John Lewis is one of the most well-known figures from the Civil Rights Movement. As a young seminarian he was the first one who let himself be beaten to a pulp on the Edmund Pettus Bridge in Selma.
He led a procession of blacks who were demonstrating for the right to be registered as voters. Lewis was not afraid of the blows by the police, since he was used to that. But, he was afraid that the state troopers would throw him off the bridge, because he could not swim.
Wounds
Lewis was not much of a talker, but rather somewhat shy. Other activists became famous for their pronouncements, Lewis for his wounds. On every group photograph from around that time, with Martin Luther King inexorably in the middle, Lewis stands to the side.
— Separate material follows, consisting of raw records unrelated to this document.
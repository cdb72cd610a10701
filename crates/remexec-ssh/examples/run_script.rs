//! Run a templated shell script on a remote host
//!
//! ```text
//! REMEXEC_PASSWORD=... cargo run --example run_script -- \
//!     --host 10.0.0.5 --user deploy --inline 'df -h {{ 0 | quote }}' /var
//! ```

use std::path::PathBuf;
use std::sync::Arc;

use clap::Parser;
use color_eyre::Result;
use color_eyre::eyre::{WrapErr, bail};
use tracing_subscriber::EnvFilter;

use remexec_ssh::{Arguments, Connection, Script, SessionBuilder, SessionOptions, ShellScript};

#[derive(Parser)]
#[command(name = "run_script")]
#[command(about = "Run a templated shell script over SSH", long_about = None)]
struct Args {
    /// Remote host
    #[arg(long)]
    host: String,

    /// SSH port
    #[arg(long, default_value_t = 22)]
    port: u16,

    /// Login user
    #[arg(long)]
    user: String,

    /// Accept any host key
    #[arg(long)]
    insecure: bool,

    /// known_hosts file to verify the host key against
    #[arg(long)]
    known_hosts: Option<PathBuf>,

    /// Script template file
    #[arg(long, conflicts_with = "inline")]
    script: Option<PathBuf>,

    /// Script template given on the command line
    #[arg(long)]
    inline: Option<String>,

    /// Named arguments as key=value
    #[arg(long = "set", value_name = "KEY=VALUE")]
    named: Vec<String>,

    /// Positional arguments, referenced as {{ 0 }}, {{ 1 }}, ...
    positional: Vec<String>,
}

#[tokio::main]
async fn main() -> Result<()> {
    color_eyre::install()?;
    tracing_subscriber::fmt()
        .with_env_filter(EnvFilter::from_default_env())
        .with_writer(std::io::stderr)
        .init();

    let args = Args::parse();

    let (name, source) = match (&args.script, &args.inline) {
        (Some(path), _) => (
            path.display().to_string(),
            std::fs::read_to_string(path)
                .wrap_err_with(|| format!("cannot read {}", path.display()))?,
        ),
        (None, Some(inline)) => ("inline".to_string(), inline.clone()),
        (None, None) => bail!("either --script or --inline is required"),
    };
    let script: Arc<dyn Script> = Arc::new(ShellScript::bash(name, &source));

    let mut arguments = Arguments::new();
    for value in args.positional {
        arguments.push(value);
    }
    for pair in args.named {
        let Some((key, value)) = pair.split_once('=') else {
            bail!("expected KEY=VALUE, got {pair:?}");
        };
        arguments.insert(key, value);
    }

    let password = std::env::var("REMEXEC_PASSWORD").unwrap_or_default();
    let connection = Connection::new(args.host, args.user, password)
        .with_port(args.port)
        .insecure(args.insecure);

    let mut options = SessionOptions::default();
    if let Some(path) = args.known_hosts {
        options = options.with_known_hosts(path);
    }

    let mut session = SessionBuilder::new(script)
        .arguments(arguments)
        .options(options)
        .connect(&connection)
        .await?;
    session.set_stdout_writer(tokio::io::stdout());
    session.set_stderr_writer(tokio::io::stderr());

    let result = session.run().await;
    session.close().await;

    if let Err(e) = result {
        eprintln!("{e}");
    }
    std::process::exit(session.exit_code());
}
It is all discussed in his autobiography “Walking with the Wind.” The title refers to an incident when Lewis was just four years old. On a certain day, a tremendous thunderstorm burst over Pike County in Alabama, where his parents worked in the cotton fields. His aunt Seneva called all the children, 16 in number, to help her keep her ramshackle wooden house from blowing away.
Religion
As Lewis describes it, the children held on to the house, four at each corner, the same way as one would try to keep a flapping tarpaulin from flying skywards. Anyway, the house was saved.
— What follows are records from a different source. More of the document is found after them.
impl Session {
    /// Connect with the default transport, console and options
    ///
    /// # Errors
    /// Returns a `SessionError` with exit code `-1` if the command cannot be
    /// composed, the trust store cannot be loaded, or dialling or opening the
    /// channel fails.
    pub async fn connect<C>(
        source: &C,
        script: Arc<dyn Script>,
        arguments: &Arguments,
    ) -> Result<Self, SessionError>
    where
        C: ConnectionSource + ?Sized,
    {
        SessionBuilder::new(script)
            .arguments(arguments.clone())
            .connect(source)
            .await
    }

    /// Composed command text
    #[must_use]
    pub fn command(&self) -> &str {
        &self.command
    }

    #[must_use]
    pub fn script(&self) -> &Arc<dyn Script> {
        &self.script
    }

    /// Whether a started command has not been waited for yet
    #[must_use]
    pub fn is_running(&self) -> bool {
        self.phase == Phase::Running
    }

    /// Last recorded exit code
    ///
    /// `0` on success, the remote exit status after a nonzero exit, `-1`
    /// after a failure without exit status. Reads `0` before any run, so only
    /// consult it once `run` or `wait` has returned.
    #[must_use]
    pub fn exit_code(&self) -> i32 {
        self.exit_code
    }

    /// Feed the remote command's stdin from `reader`
    ///
    /// Without a reader, `start` sends end of file immediately and `run`
    /// forwards the console's stdin.
    ///
    /// # Panics
    /// Panics if the command was already started.
    pub fn set_stdin_reader(&mut self, reader: impl AsyncRead + Send + Unpin + 'static) {
        self.assert_attachable("stdin");
        self.streams.stdin = Some(Box::new(reader));
    }

    /// Write the remote stdout to `writer`
    ///
    /// # Panics
    /// Panics if the command was already started or stdout is piped.
    pub fn set_stdout_writer(&mut self, writer: impl AsyncWrite + Send + Unpin + 'static) {
        self.assert_attachable("stdout");
        assert!(!self.streams.stdout.is_pipe(), "stdout is already piped");
        self.streams.stdout = OutputSlot::Writer(Box::new(writer));
    }

    /// Write the remote stderr to `writer`
    ///
    /// # Panics
    /// Panics if the command was already started or stderr is piped.
    pub fn set_stderr_writer(&mut self, writer: impl AsyncWrite + Send + Unpin + 'static) {
        self.assert_attachable("stderr");
        assert!(!self.streams.stderr.is_pipe(), "stderr is already piped");
        self.streams.stderr = OutputSlot::Writer(Box::new(writer));
    }

    /// Stream the remote stdout instead of writing it to a fixed sink
    ///
    /// # Errors
    /// Returns a stream setup error if stdout already has a writer or pipe,
    /// or the command was already started.
    pub fn stdout_pipe(&mut self) -> Result<OutputPipe, SessionError> {
        self.open_pipe(Operation::StdoutPipe)
    }

    /// Stream the remote stderr instead of writing it to a fixed sink
    ///
    /// # Errors
    /// Returns a stream setup error if stderr already has a writer or pipe,
    /// or the command was already started.
    pub fn stderr_pipe(&mut self) -> Result<OutputPipe, SessionError> {
        self.open_pipe(Operation::StderrPipe)
    }

    /// Run the command and wait for it to finish
    ///
    /// Forwards the console's stdin unless a reader was attached. When stdin
    /// is an interactive terminal, the terminal is switched to raw mode for
    /// the duration of the call and a matching pseudo-terminal is requested.
    ///
    /// With [`StdConsole`], stdin is read on a blocking thread that cannot be
    /// cancelled: one read may still be pending after `run` returns and will
    /// consume the next line typed, and it can delay runtime shutdown until
    /// stdin produces input or closes. Attach a reader with
    /// [`Session::set_stdin_reader`] when the process keeps using stdin.
    ///
    /// # Errors
    /// Returns a `SessionError` carrying the remote exit status if the command
    /// exits nonzero, or `-1` if it could not be run.
    #[instrument(skip(self), fields(script = %self.script.name()))]
    pub async fn run(&mut self) -> Result<(), SessionError> {
        self.ensure_ready(Operation::Run)?;

        let _terminal = self.prepare_terminal().await?;

        if self.streams.stdin.is_none() {
            self.streams.stdin = Some(self.console.stdin());
        }

        debug!(command = %self.command, "running command");
        self.launch(Operation::Run).await?;
        self.join(Operation::Run).await
    }

    /// Start the command without waiting for it
    ///
    /// # Errors
    /// Returns a `SessionError` with exit code `-1` if the command could not
    /// be started.
    #[instrument(skip(self), fields(script = %self.script.name()))]
    pub async fn start(&mut self) -> Result<(), SessionError> {
        self.ensure_ready(Operation::Start)?;
        self.launch(Operation::Start).await
    }

    /// Wait for a started command to finish
    ///
    /// The session is no longer running once this returns, whatever the
    /// outcome. If the returned future is dropped early, the command keeps
    /// running and [`Session::close`] terminates it.
    ///
    /// # Errors
    /// Returns a `SessionError` carrying the remote exit status if the command
    /// exited nonzero, or `-1` for any other failure.
    #[instrument(skip(self), fields(script = %self.script.name()))]
    pub async fn wait(&mut self) -> Result<(), SessionError> {
        self.join(Operation::Wait).await
    }

    /// Release the channel and the connection
    ///
    /// A running command is sent `TERM` first. Its I/O task gets a short
    /// grace period to stop and is aborted after that, so a stalled output
    /// sink cannot block `close`. Every step is best effort: failures are
    /// logged and never stop the remaining steps. Safe to call any number of
    /// times.
    #[instrument(skip(self), fields(script = %self.script.name()))]
    pub async fn close(&mut self) {
        if let Some(mut job) = self.job.take() {
            if job.control.send(Control::Terminate).is_err() {
                debug!("I/O task already stopped");
            }
            match tokio::time::timeout(TERMINATE_GRACE, &mut job.handle).await {
                Ok(Ok(outcome)) => self.channel = Some(outcome.channel),
                Ok(Err(e)) => warn!(error = %e, "I/O task ended abnormally"),
                Err(_) => {
                    warn!(
                        grace = ?TERMINATE_GRACE,
                        "I/O task did not stop after terminate, aborting it"
                    );
                    job.handle.abort();
                }
            }
        }

        if let Some(mut channel) = self.channel.take()
            && let Err(e) = channel.close().await
        {
            debug!(error = %e, "failed to close channel");
        }

        if let Some(mut client) = self.client.take() {
            if let Err(e) = client.close().await {
                warn!(error = %e, "failed to close connection");
            } else {
                info!("session closed");
            }
        }

        self.phase = Phase::Closed;
    }

    fn assert_attachable(&self, stream: &str) {
        assert!(
            self.phase == Phase::Ready,
            "{stream} must be attached before the command is started"
        );
    }

    fn open_pipe(&mut self, operation: Operation) -> Result<OutputPipe, SessionError> {
        let stream = if operation == Operation::StdoutPipe {
            "stdout"
        } else {
            "stderr"
        };

        if self.phase != Phase::Ready {
            return Err(self.reject(operation, Cause::StreamAfterStart(stream)));
        }

        let slot = if operation == Operation::StdoutPipe {
            &self.streams.stdout
        } else {
            &self.streams.stderr
        };
        if slot.is_attached() {
            return Err(self.reject(operation, Cause::StreamTaken(stream)));
        }

        let slot = if operation == Operation::StdoutPipe {
            &mut self.streams.stdout
        } else {
            &mut self.streams.stderr
        };
        Ok(slot.open_pipe())
    }

    fn ensure_ready(&self, operation: Operation) -> Result<(), SessionError> {
        match self.phase {
            Phase::Ready => Ok(()),
            Phase::Closed => Err(self.reject(operation, Cause::Closed)),
            Phase::Running | Phase::Finished => Err(self.reject(operation, Cause::AlreadyStarted)),
        }
    }

    /// Raw mode and remote PTY when stdin is a terminal
    async fn prepare_terminal(&mut self) -> Result<Option<RawModeGuard>, SessionError> {
        if !self.console.is_interactive() {
            debug!("stdin is not a terminal, running without pseudo-terminal");
            return Ok(None);
        }

        let guard = self
            .console
            .enter_raw_mode()
            .map_err(|e| self.fail(Operation::Run, Cause::Terminal(e)))?;
        let size = self
            .console
            .size()
            .map_err(|e| self.fail(Operation::Run, Cause::Terminal(e)))?;

        let request = pty_request(&self.options.term, size, self.options.baud_rate);
        let result = match self.channel.as_mut() {
            Some(channel) => channel.request_pty(&request).await.map_err(Cause::Pty),
            None => Err(Cause::Closed),
        };
        result.map_err(|cause| self.fail(Operation::Run, cause))?;

        debug!(cols = size.cols, rows = size.rows, term = %request.term, "pseudo-terminal allocated");
        Ok(Some(guard))
    }

    /// Exec the command and spawn its I/O pump
    async fn launch(&mut self, operation: Operation) -> Result<(), SessionError> {
        let Some(mut channel) = self.channel.take() else {
            return Err(self.reject(operation, Cause::Closed));
        };

        if let Err(e) = channel.exec(&self.command).await {
            self.channel = Some(channel);
            self.phase = Phase::Finished;
            return Err(self.fail(operation, Cause::Exec(e)));
        }

        let streams = std::mem::take(&mut self.streams);
        let (control, requests) = mpsc::unbounded_channel();
        let handle = tokio::spawn(pump(channel, streams, requests));

        self.job = Some(Job { control, handle });
        self.phase = Phase::Running;
        debug!("command started");
        Ok(())
    }

    /// Wait for the pump and classify the outcome
    async fn join(&mut self, operation: Operation) -> Result<(), SessionError> {
        let Some(job) = self.job.as_mut() else {
            let cause = if self.phase == Phase::Closed {
                Cause::Closed
            } else {
                Cause::NotStarted
            };
            return Err(self.reject(operation, cause));
        };

        let joined = (&mut job.handle).await;
        self.job = None;
        self.phase = Phase::Finished;

        let result = match joined {
            Ok(outcome) => {
                self.channel = Some(outcome.channel);
                outcome.result
            }
            Err(e) => Err(Cause::Pump(e.to_string())),
        };

        match result {
            Ok(()) => {
                self.exit_code = 0;
                debug!("command finished");
                Ok(())
            }
            Err(cause) => Err(self.fail(operation, cause)),
        }
    }

    /// Wrap a call made in the wrong state; the recorded exit code is kept
    fn reject(&self, operation: Operation, cause: Cause) -> SessionError {
        debug!(%operation, error = %cause, "session operation rejected");
        SessionError::new(operation, &self.script, Some(&self.command), cause)
    }

    /// Record the failure's exit code and wrap it in an envelope
    fn fail(&mut self, operation: Operation, cause: Cause) -> SessionError {
        let err = SessionError::new(operation, &self.script, Some(&self.command), cause);
        self.exit_code = err.exit_code();
        debug!(exit_code = self.exit_code, error = %err, "session operation failed");
        err
    }
}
Young John, who hated everything that had anything to do with cotton, was crazy about chickens. During his early youth, already steeped in religion, he preached to the gathered flock of chickens and held a religious funeral service whenever a member of the brood passed away.
In 1986, somewhat surprisingly, Lewis was elected to the House of Representatives, representing a district in Georgia. He holds a seat there, and is still a very valued member who has risen to become the Chairman of the Black Caucus. Politically speaking, this Democrat was still very close to the Clinton couple.
Super-delegates
Because of the mere fact that he is a member of Congress, Lewis belongs to the 796 so-called super-delegates, party barons who at the Democratic convention in August have voting rights without themselves having been elected through a primary (see my weblog: “Will Democrats later on be so democratic.”)
Lewis had already said last year that he would vote for Hillary Clinton for the Democratic nomination. But that was when Barack Obama was still miles behind. In the meantime, Lewis’s voting district voted for Obama 3-to-1 during the Super Tuesday primaries.
A few days later, the senator from Illinois said that the inherent undemocratic character of a nomination where the party barons become the decisive factor (should it come this far) can be neutralized. This can be done if the super-delegates promise to follow the will of the voters in their state or district.
Strange
Lewis has told the New York Times that his supporters are strongly insisting that he vote for Obama at the Convention. Lewis said that , because of democratic considerations, he was very sensitive to that call.
Then there is something else. When Lewis on that summer day more than 40 years ago in Selma let himself be beaten up , it was, among other reasons, because the day would come (then, unbelievably far away) when a “negro” would have a good chance to become president of the United States. That day has now arrived. Thus, it would be strange if, of all people, John Lewis would withhold his vote from Barack Obama.